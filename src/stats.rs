use std::sync::atomic::{AtomicBool, AtomicU64, Ordering};
use std::sync::Mutex;

#[derive(Debug)]
pub struct IngestStats {
    pub received: AtomicU64,
    pub decode_failures: AtomicU64,
    pub persisted: AtomicU64,
    pub persist_failures: AtomicU64,
    pub scoring_failures: AtomicU64,
    pub transitions: AtomicU64,
    pub publish_failures: AtomicU64,
    pub lane_drops: AtomicU64,
    pub mqtt_connected: AtomicBool,
    pub last_error: Mutex<Option<String>>,
}

#[derive(Debug, Clone, Copy, PartialEq, Eq, Default)]
pub struct StatsSnapshot {
    pub received: u64,
    pub decode_failures: u64,
    pub persisted: u64,
    pub persist_failures: u64,
    pub scoring_failures: u64,
    pub transitions: u64,
    pub publish_failures: u64,
    pub lane_drops: u64,
    pub mqtt_connected: bool,
}

impl IngestStats {
    pub fn new() -> Self {
        Self {
            received: AtomicU64::new(0),
            decode_failures: AtomicU64::new(0),
            persisted: AtomicU64::new(0),
            persist_failures: AtomicU64::new(0),
            scoring_failures: AtomicU64::new(0),
            transitions: AtomicU64::new(0),
            publish_failures: AtomicU64::new(0),
            lane_drops: AtomicU64::new(0),
            mqtt_connected: AtomicBool::new(false),
            last_error: Mutex::new(None),
        }
    }

    pub fn bump(counter: &AtomicU64) {
        counter.fetch_add(1, Ordering::Relaxed);
    }

    pub fn set_mqtt_connected(&self, connected: bool) {
        self.mqtt_connected.store(connected, Ordering::Relaxed);
    }

    pub fn record_error(&self, err: impl Into<String>) {
        if let Ok(mut guard) = self.last_error.lock() {
            *guard = Some(err.into());
        }
    }

    pub fn last_error(&self) -> Option<String> {
        self.last_error.lock().ok().and_then(|guard| guard.clone())
    }

    pub fn snapshot(&self) -> StatsSnapshot {
        StatsSnapshot {
            received: self.received.load(Ordering::Relaxed),
            decode_failures: self.decode_failures.load(Ordering::Relaxed),
            persisted: self.persisted.load(Ordering::Relaxed),
            persist_failures: self.persist_failures.load(Ordering::Relaxed),
            scoring_failures: self.scoring_failures.load(Ordering::Relaxed),
            transitions: self.transitions.load(Ordering::Relaxed),
            publish_failures: self.publish_failures.load(Ordering::Relaxed),
            lane_drops: self.lane_drops.load(Ordering::Relaxed),
            mqtt_connected: self.mqtt_connected.load(Ordering::Relaxed),
        }
    }
}

impl Default for IngestStats {
    fn default() -> Self {
        Self::new()
    }
}

pub fn log_snapshot(stats: &IngestStats, tracked_nodes: usize) {
    let snapshot = stats.snapshot();
    tracing::info!(
        received = snapshot.received,
        decode_failures = snapshot.decode_failures,
        persisted = snapshot.persisted,
        persist_failures = snapshot.persist_failures,
        scoring_failures = snapshot.scoring_failures,
        transitions = snapshot.transitions,
        publish_failures = snapshot.publish_failures,
        lane_drops = snapshot.lane_drops,
        mqtt_connected = snapshot.mqtt_connected,
        tracked_nodes,
        last_error = stats.last_error().as_deref().unwrap_or(""),
        "ingest stats"
    );
}
use crate::alert::{AlertPolicy, DEFAULT_COOLDOWN, DEFAULT_THRESHOLD};
use crate::error::ConfigError;
use anyhow::{Context, Result};
use dotenvy::dotenv;
use serde::Deserialize;
use std::env;
use std::path::PathBuf;
use std::str::FromStr;
use std::time::Duration;

pub const DEFAULT_SENSOR_TOPIC: &str = "greendot/sensor/data";
pub const DEFAULT_ALERT_TOPIC: &str = "greendot/status";
pub const MAX_HISTORY_WINDOW_SECS: u64 = 7 * 24 * 60 * 60;

#[derive(Debug, Clone, Copy, PartialEq, Eq)]
pub enum EstimatorKind {
    Threshold,
    Weighted,
}

impl FromStr for EstimatorKind {
    type Err = ConfigError;

    fn from_str(value: &str) -> Result<Self, Self::Err> {
        match value.trim().to_ascii_lowercase().as_str() {
            "threshold" => Ok(EstimatorKind::Threshold),
            "weighted" => Ok(EstimatorKind::Weighted),
            _ => Err(ConfigError::UnknownEstimator(value.to_string())),
        }
    }
}

#[derive(Debug, Clone, Default, Deserialize)]
struct SetupConfigOverrides {
    #[serde(default)]
    database_url: Option<String>,
    #[serde(default)]
    mqtt_host: Option<String>,
    #[serde(default)]
    mqtt_port: Option<u16>,
    #[serde(default)]
    mqtt_username: Option<String>,
    #[serde(default)]
    mqtt_password: Option<String>,
    #[serde(default)]
    sensor_topic: Option<String>,
    #[serde(default)]
    alert_topic: Option<String>,
    #[serde(default)]
    alert_threshold: Option<f64>,
    #[serde(default)]
    alert_cooldown_secs: Option<u64>,
    #[serde(default)]
    estimator: Option<String>,
    #[serde(default)]
    scorer_url: Option<String>,
}

fn setup_config_path() -> Option<PathBuf> {
    env::var("FIRE_SETUP_CONFIG_PATH")
        .ok()
        .map(|path| path.trim().to_string())
        .filter(|path| !path.is_empty())
        .map(PathBuf::from)
}

fn load_setup_config_overrides() -> Option<SetupConfigOverrides> {
    let path = setup_config_path()?;
    if !path.exists() {
        return None;
    }
    let contents = match std::fs::read(&path) {
        Ok(contents) => contents,
        Err(err) => {
            tracing::warn!(
                path = %path.display(),
                error = %err,
                "failed to read setup config; using env values"
            );
            return None;
        }
    };
    match parse_setup_overrides(contents) {
        Ok(value) => Some(value),
        Err(err) => {
            tracing::warn!(
                path = %path.display(),
                error = %err,
                "failed to parse setup config; using env values"
            );
            None
        }
    }
}

fn parse_setup_overrides(mut bytes: Vec<u8>) -> Result<SetupConfigOverrides, simd_json::Error> {
    simd_json::serde::from_slice(&mut bytes)
}

fn env_value(key: &str) -> Option<String> {
    env::var(key)
        .ok()
        .map(|value| value.trim().to_string())
        .filter(|value| !value.is_empty())
}

fn env_parsed<T: FromStr>(key: &str) -> Option<T> {
    env_value(key).and_then(|value| value.parse::<T>().ok())
}

fn non_empty(value: Option<&str>) -> Option<String> {
    value
        .map(str::trim)
        .filter(|value| !value.is_empty())
        .map(str::to_string)
}

/// Fills in settings from the setup file. `env_is_set` reports whether the
/// environment already supplied a key; environment values always win.
fn apply_setup_overrides(
    config: &mut Config,
    overrides: &SetupConfigOverrides,
    env_is_set: impl Fn(&str) -> bool,
) {
    if !env_is_set("FIRE_MQTT_PORT") {
        if let Some(port) = overrides.mqtt_port.filter(|v| *v != 0) {
            config.mqtt_port = port;
        }
    }
    if !env_is_set("FIRE_MQTT_USERNAME") {
        if let Some(username) = overrides.mqtt_username.as_deref() {
            config.mqtt_username = non_empty(Some(username));
        }
    }
    if !env_is_set("FIRE_MQTT_PASSWORD") {
        if let Some(password) = overrides.mqtt_password.as_deref() {
            config.mqtt_password = non_empty(Some(password));
        }
    }
    if !env_is_set("FIRE_SENSOR_TOPIC") {
        if let Some(topic) = non_empty(overrides.sensor_topic.as_deref()) {
            config.sensor_topic = topic;
        }
    }
    if !env_is_set("FIRE_ALERT_TOPIC") {
        if let Some(topic) = non_empty(overrides.alert_topic.as_deref()) {
            config.alert_topic = topic;
        }
    }
    if !env_is_set("FIRE_ALERT_THRESHOLD") {
        if let Some(threshold) = overrides.alert_threshold {
            config.alert_threshold = threshold;
        }
    }
    if !env_is_set("FIRE_ALERT_COOLDOWN_SECS") {
        if let Some(value) = overrides.alert_cooldown_secs.filter(|v| *v != 0) {
            config.alert_cooldown_secs = value;
        }
    }
    if !env_is_set("FIRE_ESTIMATOR") {
        if let Some(name) = non_empty(overrides.estimator.as_deref()) {
            config.estimator_name = name;
        }
    }
    if !env_is_set("FIRE_SCORER_URL") {
        if let Some(url) = non_empty(overrides.scorer_url.as_deref()) {
            config.scorer_url = Some(url);
        }
    }
}

#[derive(Clone, Debug)]
pub struct Config {
    pub database_url: String,
    pub db_pool_size: u32,
    pub mqtt_host: String,
    pub mqtt_port: u16,
    pub mqtt_username: Option<String>,
    pub mqtt_password: Option<String>,
    pub mqtt_client_id: String,
    pub mqtt_keepalive_secs: u64,
    pub mqtt_connect_timeout_secs: u64,
    pub sensor_topic: String,
    pub alert_topic: String,
    pub alert_threshold: f64,
    pub alert_cooldown_secs: u64,
    pub estimator_name: String,
    pub history_window_secs: u64,
    pub history_max_samples: usize,
    pub scorer_url: Option<String>,
    pub scorer_token: Option<String>,
    pub scorer_timeout_ms: u64,
    pub lane_capacity: usize,
    pub stats_interval_secs: u64,
    pub otlp_endpoint: Option<String>,
}

impl Config {
    pub fn from_env() -> Result<Self> {
        dotenv().ok();

        let setup_overrides = load_setup_config_overrides();

        let database_url = env_value("FIRE_DATABASE_URL")
            .or_else(|| env_value("DATABASE_URL"))
            .or_else(|| {
                setup_overrides
                    .as_ref()
                    .and_then(|ov| non_empty(ov.database_url.as_deref()))
            })
            .context("FIRE_DATABASE_URL or DATABASE_URL is required (or database_url in the setup config)")?;
        let database_url = normalize_database_url(database_url);

        let mqtt_host = env_value("FIRE_MQTT_HOST")
            .or_else(|| {
                setup_overrides
                    .as_ref()
                    .and_then(|ov| non_empty(ov.mqtt_host.as_deref()))
            })
            .context("FIRE_MQTT_HOST is required (or mqtt_host in the setup config)")?;

        let mut config = Self {
            database_url,
            db_pool_size: env_parsed("FIRE_DB_POOL_SIZE").unwrap_or(10),
            mqtt_host,
            mqtt_port: env_parsed("FIRE_MQTT_PORT").unwrap_or(1883),
            mqtt_username: env_value("FIRE_MQTT_USERNAME"),
            mqtt_password: env_value("FIRE_MQTT_PASSWORD"),
            mqtt_client_id: env_value("FIRE_MQTT_CLIENT_ID")
                .unwrap_or_else(|| format!("fire-cloud-{}", std::process::id())),
            mqtt_keepalive_secs: env_parsed("FIRE_MQTT_KEEPALIVE_SECS").unwrap_or(30),
            mqtt_connect_timeout_secs: env_parsed("FIRE_MQTT_CONNECT_TIMEOUT_SECS").unwrap_or(10),
            sensor_topic: env_value("FIRE_SENSOR_TOPIC")
                .unwrap_or_else(|| DEFAULT_SENSOR_TOPIC.to_string()),
            alert_topic: env_value("FIRE_ALERT_TOPIC")
                .unwrap_or_else(|| DEFAULT_ALERT_TOPIC.to_string()),
            alert_threshold: match env_value("FIRE_ALERT_THRESHOLD") {
                Some(raw) => raw
                    .parse::<f64>()
                    .with_context(|| format!("FIRE_ALERT_THRESHOLD is not a number: {raw}"))?,
                None => DEFAULT_THRESHOLD,
            },
            alert_cooldown_secs: env_parsed("FIRE_ALERT_COOLDOWN_SECS")
                .unwrap_or(DEFAULT_COOLDOWN.as_secs()),
            estimator_name: env_value("FIRE_ESTIMATOR").unwrap_or_else(|| "threshold".to_string()),
            history_window_secs: env_parsed("FIRE_HISTORY_WINDOW_SECS").unwrap_or(1800),
            history_max_samples: env_parsed("FIRE_HISTORY_MAX_SAMPLES").unwrap_or(512),
            scorer_url: env_value("FIRE_SCORER_URL"),
            scorer_token: env_value("FIRE_SCORER_TOKEN"),
            scorer_timeout_ms: env_parsed("FIRE_SCORER_TIMEOUT_MS").unwrap_or(5000),
            lane_capacity: env_parsed("FIRE_LANE_CAPACITY").unwrap_or(64),
            stats_interval_secs: env_parsed("FIRE_STATS_INTERVAL_SECS").unwrap_or(60),
            otlp_endpoint: env_value("OTEL_EXPORTER_OTLP_ENDPOINT"),
        };

        if let Some(overrides) = setup_overrides.as_ref() {
            apply_setup_overrides(&mut config, overrides, |key| env_value(key).is_some());
        }

        config.validate()?;
        Ok(config)
    }

    pub fn validate(&self) -> Result<(), ConfigError> {
        validate_threshold(self.alert_threshold)?;
        validate_history_window(self.history_window_secs)?;
        self.estimator()?;
        Ok(())
    }

    pub fn estimator(&self) -> Result<EstimatorKind, ConfigError> {
        self.estimator_name.parse()
    }

    pub fn alert_policy(&self) -> AlertPolicy {
        AlertPolicy {
            threshold: self.alert_threshold,
            cooldown: Duration::from_secs(self.alert_cooldown_secs),
        }
    }

    pub fn mqtt_keepalive(&self) -> Duration {
        Duration::from_secs(self.mqtt_keepalive_secs)
    }

    pub fn connect_timeout(&self) -> Duration {
        Duration::from_secs(self.mqtt_connect_timeout_secs.max(1))
    }

    pub fn history_window(&self) -> Duration {
        Duration::from_secs(self.history_window_secs)
    }

    pub fn scorer_timeout(&self) -> Duration {
        Duration::from_millis(self.scorer_timeout_ms)
    }

    pub fn stats_interval(&self) -> Duration {
        Duration::from_secs(self.stats_interval_secs.max(1))
    }
}

fn validate_threshold(threshold: f64) -> Result<(), ConfigError> {
    if threshold.is_finite() && (0.0..=1.0).contains(&threshold) {
        Ok(())
    } else {
        Err(ConfigError::OutOfRange("FIRE_ALERT_THRESHOLD", threshold))
    }
}

fn validate_history_window(secs: u64) -> Result<(), ConfigError> {
    if (1..=MAX_HISTORY_WINDOW_SECS).contains(&secs) {
        Ok(())
    } else {
        Err(ConfigError::DurationOutOfRange(
            "FIRE_HISTORY_WINDOW_SECS",
            MAX_HISTORY_WINDOW_SECS,
            secs,
        ))
    }
}

fn normalize_database_url(url: String) -> String {
    if let Some((scheme, rest)) = url.split_once("://") {
        if let Some(base) = scheme.strip_prefix("postgresql+") {
            if !base.is_empty() {
                return format!("postgresql://{rest}");
            }
        }
    }
    url
}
****************
> [Activity]
Within the listing above, extract exactly the lines from the line with "use dotenvy::dotenv;" to the line with "pub const DEFAULT_ALERT_TOPIC: &str", the two named lines included, and no others.

> [Result of this task]
use dotenvy::dotenv;
use serde::Deserialize;
use std::env;
use std::path::PathBuf;
use std::str::FromStr;
use std::time::Duration;

pub const DEFAULT_SENSOR_TOPIC: &str = "greendot/sensor/data";
pub const DEFAULT_ALERT_TOPIC: &str = "greendot/status";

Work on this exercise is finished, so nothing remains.